For Kent, however, the scene at McArthur Court on Tuesday afternoon was quite different. An emotional one, to say the least, as his family and dozens of reporters listened to Kent for what will almost certainly be the last time.
In his opening statement, Kent addressed the Feb. 22 meeting, saying Bellotti’s offer gave him an opportunity to show not only Bellotti, but his young team, the strength of his character by finishing the season to the best of his ability.
“As uncomfortable as it might be for myself, it was no longer about me,” Kent said. “It was about (the team) and helping them to get through the adversity in their lives, and showing them one last time how to handle themselves in a very tough moment.”
Oregon won four of its final six games, but it was too little too late for Kent.
During his 13 seasons at the helm, Kent accumulated a 235-173 record, reaching the NCAA Tournament five times since 2000. He headed two Elite Eight squads in 2002 and 2007 and was named the Pac-10 Coach of the Year during the ’02 campaign.
Kent’s association with the University began in 1973 when he played under Dick Harter as a member of the Kamikaze Kids, before his collegiate career was cut short by persisting knee injuries.
“For whatever reason, I will always be joined at the hip with the University of Oregon, and I can say nothing but good things about it,” he said. “I love this institution, I have a lot of pride in the institution, and this institution was built on the backs of a lot of great people.”
With only two seniors on this year’s squad, the question now lingering is which players will stay with the program now that the man who recruited them is no longer in the equation.
“It’s really hard right now to see Coach go,” freshman forward E.J. Singler said. “He was a great man. He was a great coach.”
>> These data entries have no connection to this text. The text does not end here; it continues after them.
//! The metrics simulator: owns the history window, advances it on a base tick,
//! and optionally runs a stress tick that biases samples and burns resources.
//!
//! `running` and `stressed` are independent flags; all four combinations are
//! legal. Each simulator is an explicit instance: construct one per consumer
//! or share it behind an `Arc`.
//!
//! ```rust,no_run
//! use metrics_simulator::core::config::Config;
//! use metrics_simulator::metrics::sample::MetricField;
//! use metrics_simulator::metrics::views::ViewShape;
//! use metrics_simulator::simulator::Simulator;
//!
//! let sim = Simulator::new(&Config::default()).expect("default config is valid");
//! sim.start().expect("spawn base tick");
//! let view = sim.view(ViewShape::XyPairs, MetricField::CpuUsage);
//! assert_eq!(view.len(), 60);
//! sim.stop();
//! ```

pub mod status;
pub mod stress;
pub mod ticker;

use std::sync::Arc;
use std::sync::atomic::{AtomicU64, Ordering};
use std::time::Instant;

use chrono::{DateTime, Utc};
use parking_lot::{Mutex, RwLock};
use rand::SeedableRng;
use rand::rngs::StdRng;
use serde::{Deserialize, Serialize};

use crate::core::config::{Config, SimulatorConfig, StressConfig};
use crate::core::errors::Result;
use crate::logger::activity::{ActivityEvent, ActivityLoggerHandle};
use crate::metrics::generator::SampleGenerator;
use crate::metrics::history::History;
use crate::metrics::sample::{MetricField, MetricSample};
use crate::metrics::views::{self, View, ViewShape};

use self::status::StatusReport;
use self::stress::{
    PayloadStats, PerformanceSnapshot, StressPayload, burn_cpu, payload_budget_bytes,
    synthetic_performance,
};
use self::ticker::{TickHandle, spawn_ticker};

const BASE_TICK_THREAD: &str = "msim-base-tick";
const STRESS_TICK_THREAD: &str = "msim-stress-tick";

// ──────────────────── counters ────────────────────

#[derive(Debug, Default)]
struct Counters {
    samples_generated: AtomicU64,
    stress_ticks: AtomicU64,
    payload_prunes: AtomicU64,
}

/// Cumulative counters since construction.
#[derive(Debug, Clone, Copy, Default, PartialEq, Eq, Serialize, Deserialize)]
pub struct CounterSnapshot {
    /// Samples appended to the history.
    pub samples_generated: u64,
    /// Stress ticks that ran a busy loop and allocated a batch.
    pub stress_ticks: u64,
    /// Stress ticks that pruned the payload.
    pub payload_prunes: u64,
}

// ──────────────────── shared state ────────────────────

/// State reachable from the tick threads.
struct Shared {
    simulator_config: SimulatorConfig,
    stress_config: StressConfig,
    generator: SampleGenerator,
    history: RwLock<History>,
    stress_since: Mutex<Option<Instant>>,
    payload: Mutex<StressPayload>,
    rng: Mutex<StdRng>,
    counters: Counters,
    logger: Option<ActivityLoggerHandle>,
}

impl Shared {
    fn is_stressed(&self) -> bool {
        self.stress_since.lock().is_some()
    }

    fn log(&self, event: ActivityEvent) {
        if let Some(logger) = &self.logger {
            logger.send(event);
        }
    }

    /// Generate a sample stamped `now` and append it under one write guard.
    fn advance_at(&self, now: DateTime<Utc>) -> MetricSample {
        let stressed = self.is_stressed();
        let sample = self.generator.generate(now, stressed, &mut *self.rng.lock());
        let mut history = self.history.write();
        history.push(sample);
        let stored = history.latest().copied().unwrap_or(sample);
        drop(history);
        self.counters
            .samples_generated
            .fetch_add(1, Ordering::Relaxed);
        stored
    }

    /// One stress tick: busy loop, then one payload batch.
    fn stress_tick(&self) {
        if !self.is_stressed() {
            return;
        }
        // Seed a local RNG so the busy loop does not hold the shared lock.
        let mut local = StdRng::seed_from_u64(rand::random());
        burn_cpu(self.stress_config.cpu_iterations, &mut local);

        let outcome = self.payload.lock().allocate_batch(
            &self.stress_config,
            Utc::now().timestamp_millis(),
            &mut local,
        );
        self.counters.stress_ticks.fetch_add(1, Ordering::Relaxed);
        if let Some(dropped) = outcome.pruned {
            self.counters.payload_prunes.fetch_add(1, Ordering::Relaxed);
            self.log(ActivityEvent::PayloadPruned {
                dropped_batches: dropped,
                retained_batches: outcome.batches,
            });
        }
    }
}

// ──────────────────── simulator ────────────────────

/// Synthetic server-metrics source with a bounded history window.
pub struct Simulator {
    shared: Arc<Shared>,
    base_tick: Mutex<Option<TickHandle>>,
    stress_tick: Mutex<Option<TickHandle>>,
}

impl Simulator {
    /// Simulator seeded with a full window of back-dated samples ending now.
    ///
    /// Rejects a config that fails [`Config::validate`].
    pub fn new(config: &Config) -> Result<Self> {
        Self::build(config, None, None)
    }

    /// Like [`Simulator::new`], logging lifecycle events through `logger`.
    pub fn with_logger(config: &Config, logger: ActivityLoggerHandle) -> Result<Self> {
        Self::build(config, None, Some(logger))
    }

    /// Simulator over a caller-supplied window instead of a generated one.
    pub fn from_history(config: &Config, history: History) -> Result<Self> {
        Self::build(config, Some(history), None)
    }

    fn build(
        config: &Config,
        history: Option<History>,
        logger: Option<ActivityLoggerHandle>,
    ) -> Result<Self> {
        config.validate()?;
        let mut rng = config.simulator.seed.map_or_else(
            || StdRng::from_rng(&mut rand::rng()),
            StdRng::seed_from_u64,
        );
        let generator = SampleGenerator::from_config(&config.stress);
        let history = history.unwrap_or_else(|| {
            History::seeded(
                config.simulator.capacity,
                Utc::now(),
                config.simulator.tick_interval(),
                &generator,
                false,
                &mut rng,
            )
        });

        Ok(Self {
            shared: Arc::new(Shared {
                simulator_config: config.simulator.clone(),
                stress_config: config.stress.clone(),
                generator,
                history: RwLock::new(history),
                stress_since: Mutex::new(None),
                payload: Mutex::new(StressPayload::new()),
                rng: Mutex::new(rng),
                counters: Counters::default(),
                logger,
            }),
            base_tick: Mutex::new(None),
            stress_tick: Mutex::new(None),
        })
    }

    // ──────── commands ────────

    /// Begin the base tick. No-op when already running; returns whether a tick
    /// was started by this call.
    pub fn start(&self) -> Result<bool> {
        let mut slot = self.base_tick.lock();
        if slot.is_some() {
            return Ok(false);
        }
        let shared = Arc::clone(&self.shared);
        let period = self.shared.simulator_config.tick_interval();
        *slot = Some(spawn_ticker(BASE_TICK_THREAD, period, move || {
            shared.advance_at(Utc::now());
        })?);
        drop(slot);

        self.shared.log(ActivityEvent::SimulatorStarted {
            capacity: self.shared.simulator_config.capacity,
            tick_interval_ms: self.shared.simulator_config.tick_interval_ms,
        });
        Ok(true)
    }

    /// Cancel the base tick. History is left untouched. Returns whether a tick
    /// was running. No append happens after this returns.
    pub fn stop(&self) -> bool {
        let mut slot = self.base_tick.lock();
        let Some(handle) = slot.take() else {
            return false;
        };
        handle.cancel();
        drop(slot);

        self.shared.log(ActivityEvent::SimulatorStopped {
            samples_generated: self.counters().samples_generated,
        });
        true
    }

    /// Enter stress mode and start the stress tick. No-op when already stressed.
    pub fn enter_stress_mode(&self) -> Result<bool> {
        let mut slot = self.stress_tick.lock();
        if slot.is_some() {
            return Ok(false);
        }
        // Register the worker before raising the flag so a reader that sees
        // the flag also sees the worker.
        let shared = Arc::clone(&self.shared);
        let period = self.shared.stress_config.tick_interval();
        *slot = Some(spawn_ticker(STRESS_TICK_THREAD, period, move || {
            shared.stress_tick();
        })?);
        *self.shared.stress_since.lock() = Some(Instant::now());
        drop(slot);

        self.shared.log(ActivityEvent::StressEntered {
            tick_interval_ms: self.shared.stress_config.tick_interval_ms,
        });
        Ok(true)
    }

    /// Leave stress mode: clear the flag, cancel the stress tick, release the
    /// payload. Returns whether stress mode was active.
    pub fn exit_stress_mode(&self) -> bool {
        let mut slot = self.stress_tick.lock();
        if slot.is_none() {
            return false;
        }
        let elapsed_secs = self
            .shared
            .stress_since
            .lock()
            .take()
            .map_or(0, |since| since.elapsed().as_secs());
        if let Some(handle) = slot.take() {
            handle.cancel();
        }

        let mut payload = self.shared.payload.lock();
        let released = payload.batch_count();
        payload.clear();
        drop(payload);
        drop(slot);

        self.shared.log(ActivityEvent::StressExited {
            elapsed_secs,
            released_batches: released,
        });
        true
    }

    /// Generate and append one sample stamped with the current time.
    pub fn advance(&self) -> MetricSample {
        self.shared.advance_at(Utc::now())
    }

    /// Generate and append one sample stamped `now`.
    pub fn advance_at(&self, now: DateTime<Utc>) -> MetricSample {
        self.shared.advance_at(now)
    }

    // ──────── queries ────────

    /// Generate a sample for `now` without touching the history.
    pub fn generate_sample(&self, now: DateTime<Utc>) -> MetricSample {
        let stressed = self.is_stressed();
        self.shared
            .generator
            .generate(now, stressed, &mut *self.shared.rng.lock())
    }

    /// Whether `start` has been called without a matching `stop`.
    #[must_use]
    pub fn is_running(&self) -> bool {
        self.base_tick.lock().is_some()
    }

    /// Whether stress mode is active.
    #[must_use]
    pub fn is_stressed(&self) -> bool {
        self.shared.is_stressed()
    }

    /// Whether the base tick worker is still alive. False when not running.
    #[must_use]
    pub fn base_tick_alive(&self) -> bool {
        self.base_tick.lock().as_ref().is_some_and(|h| !h.is_finished())
    }

    /// Whether the stress tick worker is still alive. False when not stressed.
    #[must_use]
    pub fn stress_tick_alive(&self) -> bool {
        self.stress_tick.lock().as_ref().is_some_and(|h| !h.is_finished())
    }

    /// Whole seconds since stress mode was entered, 0 when inactive.
    #[must_use]
    pub fn elapsed_stress_seconds(&self) -> u64 {
        self.shared
            .stress_since
            .lock()
            .map_or(0, |since| since.elapsed().as_secs())
    }

    /// Current stress payload counts.
    #[must_use]
    pub fn payload_stats(&self) -> PayloadStats {
        self.shared.payload.lock().stats()
    }

    /// Approximate performance self-report; see [`synthetic_performance`].
    pub fn synthetic_performance_snapshot(&self) -> PerformanceSnapshot {
        let stressed = self.is_stressed();
        let payload = self.payload_stats();
        let budget = payload_budget_bytes(&self.shared.stress_config);
        synthetic_performance(stressed, payload, budget, &mut *self.shared.rng.lock())
    }

    /// Newest sample, `None` for an empty window.
    #[must_use]
    pub fn latest(&self) -> Option<MetricSample> {
        self.shared.history.read().latest().copied()
    }

    /// Owned copy of the whole window, oldest first.
    #[must_use]
    pub fn snapshot(&self) -> Vec<MetricSample> {
        self.shared.history.read().to_vec()
    }

    /// Samples in the window.
    #[must_use]
    pub fn len(&self) -> usize {
        self.shared.history.read().len()
    }

    /// Whether the window holds no samples.
    #[must_use]
    pub fn is_empty(&self) -> bool {
        self.shared.history.read().is_empty()
    }

    /// Maximum samples the window retains.
    #[must_use]
    pub fn capacity(&self) -> usize {
        self.shared.history.read().capacity()
    }

    /// Project the current window for one field into `shape`.
    #[must_use]
    pub fn view(&self, shape: ViewShape, field: MetricField) -> View {
        views::render(shape, &self.snapshot(), field)
    }

    /// [`Simulator::view`] for callers holding names; unknown names are rejected.
    pub fn view_by_name(&self, shape: &str, field: &str) -> Result<View> {
        views::render_by_name(shape, &self.snapshot(), field)
    }

    /// Cumulative counters since construction.
    #[must_use]
    pub fn counters(&self) -> CounterSnapshot {
        let c = &self.shared.counters;
        CounterSnapshot {
            samples_generated: c.samples_generated.load(Ordering::Relaxed),
            stress_ticks: c.stress_ticks.load(Ordering::Relaxed),
            payload_prunes: c.payload_prunes.load(Ordering::Relaxed),
        }
    }

    /// Everything a once-per-second poller reads, in one call.
    pub fn status(&self) -> StatusReport {
        StatusReport::collect(self)
    }
}

impl Drop for Simulator {
    fn drop(&mut self) {
        self.exit_stress_mode();
        self.stop();
    }
}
Singler commented he and the rest of the team were unaware of what was going to happen at the end of the season, keeping solely focused on the next game at hand. Despite Kent’s departure, Singler said that he plans to stay with the program.
“He’s held himself really well. He’s coached us as hard as he could and he taught us a lot of good things,” Singler said.
In a day filled with the lowest of lows for some, senior-to-be LeKendric Longmire provided a different perspective on the basketball program as it begins yet another chapter.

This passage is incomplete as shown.